Saved data entries -
=== Begin Enclosure ===
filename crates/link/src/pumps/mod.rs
pub(crate) mod ping;
pub(crate) mod read;
pub(crate) mod write;
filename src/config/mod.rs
//! Configuration module for the expense tracker
//!
//! This module provides configuration management including:
//! - Config directory resolution
//! - Optional user settings (currency symbol, default ledger file)

pub mod paths;
pub mod settings;

pub use paths::ExpensePaths;
pub use settings::Settings;
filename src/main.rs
use std::io;
use std::path::PathBuf;

use anyhow::Result;
use clap::{Parser, Subcommand};
use env_logger::Env;
use log::warn;

use expense_tracker::cli::{
    handle_add, handle_config, handle_stats, handle_totals, run_menu, AddExpenseInput, Prompter,
};
use expense_tracker::config::paths::DATA_FILE_ENV;
use expense_tracker::config::{ExpensePaths, Settings};

#[derive(Parser)]
#[command(
    name = "expenses",
    version,
    about = "Terminal-based personal expense tracker",
    long_about = "Records dated expenses in a CSV file and reports totals per \
                  category and overall spending statistics. Run without a \
                  subcommand for the interactive menu."
)]
struct Cli {
    /// Ledger CSV file (default: expenses.csv in the current directory)
    #[arg(short, long, global = true, env = DATA_FILE_ENV)]
    file: Option<PathBuf>,

    #[command(subcommand)]
    command: Option<Commands>,
}

#[derive(Subcommand)]
enum Commands {
    /// Launch the interactive menu (the default)
    Menu,

    /// Add an expense
    Add {
        /// Date as MM/DD/YYYY, or "today"
        #[arg(short, long, default_value = "today")]
        date: String,
        /// Amount, zero or more
        #[arg(short, long, allow_hyphen_values = true)]
        amount: String,
        /// Category name
        #[arg(short, long)]
        category: String,
        /// Free-text description
        #[arg(long, visible_alias = "desc")]
        description: Option<String>,
    },

    /// Show expense totals by category
    #[command(alias = "view")]
    Totals,

    /// Show expense statistics
    #[command(alias = "statistics")]
    Stats,

    /// Show configuration and paths
    Config,
}

fn main() -> Result<()> {
    env_logger::Builder::from_env(Env::default().default_filter_or("warn")).init();

    let cli = Cli::parse();

    // Settings are optional; problems with them never block the ledger
    let paths = ExpensePaths::new();
    let settings = match &paths {
        Ok(paths) => Settings::load_or_warn(paths),
        Err(e) => {
            warn!("{}; using default settings", e);
            Settings::default()
        }
    };
    let data_file = settings.data_file(cli.file);
    let currency = settings.currency_symbol.as_str();

    let mut stdout = io::stdout().lock();

    match cli.command.unwrap_or(Commands::Menu) {
        Commands::Menu => {
            let mut prompter = Prompter::new(io::stdin().lock(), stdout);
            run_menu(data_file, currency, &mut prompter)?;
        }
        Commands::Add {
            date,
            amount,
            category,
            description,
        } => {
            let input = AddExpenseInput {
                date,
                amount,
                category,
                description: description.unwrap_or_default(),
            };
            handle_add(&data_file, &input, currency, &mut stdout)?;
        }
        Commands::Totals => handle_totals(&data_file, currency, &mut stdout)?,
        Commands::Stats => handle_stats(&data_file, currency, &mut stdout)?,
        Commands::Config => handle_config(&paths?, &settings, &data_file, &mut stdout)?,
    }

    Ok(())
}
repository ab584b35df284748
//! User settings for the expense tracker
//!
//! Optional preferences read from `config.json` in the config directory.
//! A missing file means defaults; the file is never written implicitly.

use std::io::ErrorKind;
use std::path::PathBuf;

use log::warn;
use serde::{Deserialize, Serialize};

use super::paths::{ExpensePaths, DEFAULT_DATA_FILE};
use crate::error::ExpenseError;

/// User settings
#[derive(Debug, Clone, PartialEq, Eq, Serialize, Deserialize)]
pub struct Settings {
    /// Currency symbol shown in front of amounts (display only)
    #[serde(default = "default_currency")]
    pub currency_symbol: String,

    /// Ledger file to use when none is given on the command line
    #[serde(default, skip_serializing_if = "Option::is_none")]
    pub data_file: Option<PathBuf>,
}

fn default_currency() -> String {
    "$".to_string()
}

impl Default for Settings {
    fn default() -> Self {
        Self {
            currency_symbol: default_currency(),
            data_file: None,
        }
    }
}

impl Settings {
    /// Load settings from disk, or use defaults if the file doesn't exist
    pub fn load_or_default(paths: &ExpensePaths) -> Result<Self, ExpenseError> {
        let settings_path = paths.settings_file();

        let contents = match std::fs::read_to_string(&settings_path) {
            Ok(contents) => contents,
            Err(e) if e.kind() == ErrorKind::NotFound => return Ok(Settings::default()),
            Err(e) => {
                return Err(ExpenseError::Io(format!(
                    "Failed to read settings file: {}",
                    e
                )))
            }
        };

        serde_json::from_str(&contents)
            .map_err(|e| ExpenseError::Config(format!("Failed to parse settings file: {}", e)))
    }

    /// Like [`Settings::load_or_default`], but an unreadable or invalid file
    /// is logged and replaced with defaults
    pub fn load_or_warn(paths: &ExpensePaths) -> Self {
        Self::load_or_default(paths).unwrap_or_else(|e| {
            warn!("{}; using default settings", e);
            Settings::default()
        })
    }

    /// Resolve the ledger file
    ///
    /// An explicit path (from `--file` or `EXPENSE_TRACKER_FILE`) wins, then
    /// the `data_file` setting, then `expenses.csv` in the working directory.
    pub fn data_file(&self, explicit: Option<PathBuf>) -> PathBuf {
        explicit
            .or_else(|| self.data_file.clone())
            .unwrap_or_else(|| PathBuf::from(DEFAULT_DATA_FILE))
    }
}

#[cfg(test)]
mod tests {
    use super::*;
    use tempfile::TempDir;

    #[test]
    fn test_default_settings() {
        let settings = Settings::default();
        assert_eq!(settings.currency_symbol, "$");
        assert_eq!(settings.data_file, None);
    }

    #[test]
    fn test_missing_file_gives_defaults() {
        let temp_dir = TempDir::new().unwrap();
        let paths = ExpensePaths::with_config_dir(temp_dir.path().to_path_buf());

        assert_eq!(Settings::load_or_default(&paths).unwrap(), Settings::default());
    }

    #[test]
    fn test_load_partial_file() {
        let temp_dir = TempDir::new().unwrap();
        let paths = ExpensePaths::with_config_dir(temp_dir.path().to_path_buf());
        std::fs::write(paths.settings_file(), r#"{"currency_symbol": "€"}"#).unwrap();

        let settings = Settings::load_or_default(&paths).unwrap();
        assert_eq!(settings.currency_symbol, "€");
        assert_eq!(settings.data_file, None);
    }

    #[test]
    fn test_invalid_file_is_config_error() {
        let temp_dir = TempDir::new().unwrap();
        let paths = ExpensePaths::with_config_dir(temp_dir.path().to_path_buf());
        std::fs::write(paths.settings_file(), "not json").unwrap();

        let err = Settings::load_or_default(&paths).unwrap_err();
        assert!(matches!(err, ExpenseError::Config(_)));
    }

    #[test]
    fn test_invalid_file_falls_back_with_warning() {
        let temp_dir = TempDir::new().unwrap();
        let paths = ExpensePaths::with_config_dir(temp_dir.path().to_path_buf());
        std::fs::write(paths.settings_file(), "{not json").unwrap();

        assert_eq!(Settings::load_or_warn(&paths), Settings::default());
    }

    #[test]
    fn test_unreadable_file_is_io_error() {
        let temp_dir = TempDir::new().unwrap();
        // config.json is a directory, which cannot be read as a file
        let paths = ExpensePaths::with_config_dir(temp_dir.path().to_path_buf());
        std::fs::create_dir(paths.settings_file()).unwrap();

        let err = Settings::load_or_default(&paths).unwrap_err();
        assert!(matches!(err, ExpenseError::Io(_)));
        assert_eq!(Settings::load_or_warn(&paths), Settings::default());
    }

    #[test]
    fn test_data_file_precedence() {
        let mut settings = Settings::default();
        assert_eq!(settings.data_file(None), PathBuf::from("expenses.csv"));

        settings.data_file = Some(PathBuf::from("/tmp/from-settings.csv"));
        assert_eq!(
            settings.data_file(None),
            PathBuf::from("/tmp/from-settings.csv")
        );
        assert_eq!(
            settings.data_file(Some(PathBuf::from("cli.csv"))),
            PathBuf::from("cli.csv")
        );
    }

    #[test]
    fn test_serde_round_trip() {
        let settings = Settings {
            currency_symbol: "£".into(),
            data_file: Some(PathBuf::from("ledger.csv")),
        };
        let json = serde_json::to_string(&settings).unwrap();
        let deserialized: Settings = serde_json::from_str(&json).unwrap();
        assert_eq!(settings, deserialized);
    }
}
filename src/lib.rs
//! Expense Tracker - terminal-based personal expense tracking
//!
//! This library records dated expenses in a flat CSV file and derives two
//! read-only views from them: totals per category, and overall statistics
//! with a bar chart of each category's share.
//!
//! # Architecture
//!
//! The crate is organized into the following modules:
//!
//! - `config`: Config directory, settings and ledger file resolution
//! - `error`: Custom error types
//! - `models`: Core data models (money, expenses)
//! - `validation`: Checks applied to user input before it becomes an expense
//! - `storage`: In-memory store and the CSV ledger file
//! - `reports`: Category totals and statistics
//! - `display`: Terminal formatting helpers
//! - `cli`: Interactive menu and subcommand handlers
//!
//! # Example
//!
//! ```rust,no_run
//! use expense_tracker::reports::CategoryTotalsReport;
//! use expense_tracker::storage::Ledger;
//!
//! let ledger = Ledger::open("expenses.csv")?;
//! if let Some(report) = CategoryTotalsReport::generate(ledger.expenses().as_slice()) {
//!     print!("{}", report.format_terminal("$"));
//! }
//! # Ok::<(), expense_tracker::ExpenseError>(())
//! ```

pub mod cli;
pub mod config;
pub mod display;
pub mod error;
pub mod models;
pub mod reports;
pub mod storage;
pub mod validation;

pub use error::{ExpenseError, ExpenseResult, ValidationError};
=== End Enclosure ===
What is needed -
From the line that holds "pub mod reports;" to the last line of the records above, print each line exactly. Add nothing else.

Output of the exercise -
pub mod reports;
pub mod storage;
pub mod validation;

pub use error::{ExpenseError, ExpenseResult, ValidationError};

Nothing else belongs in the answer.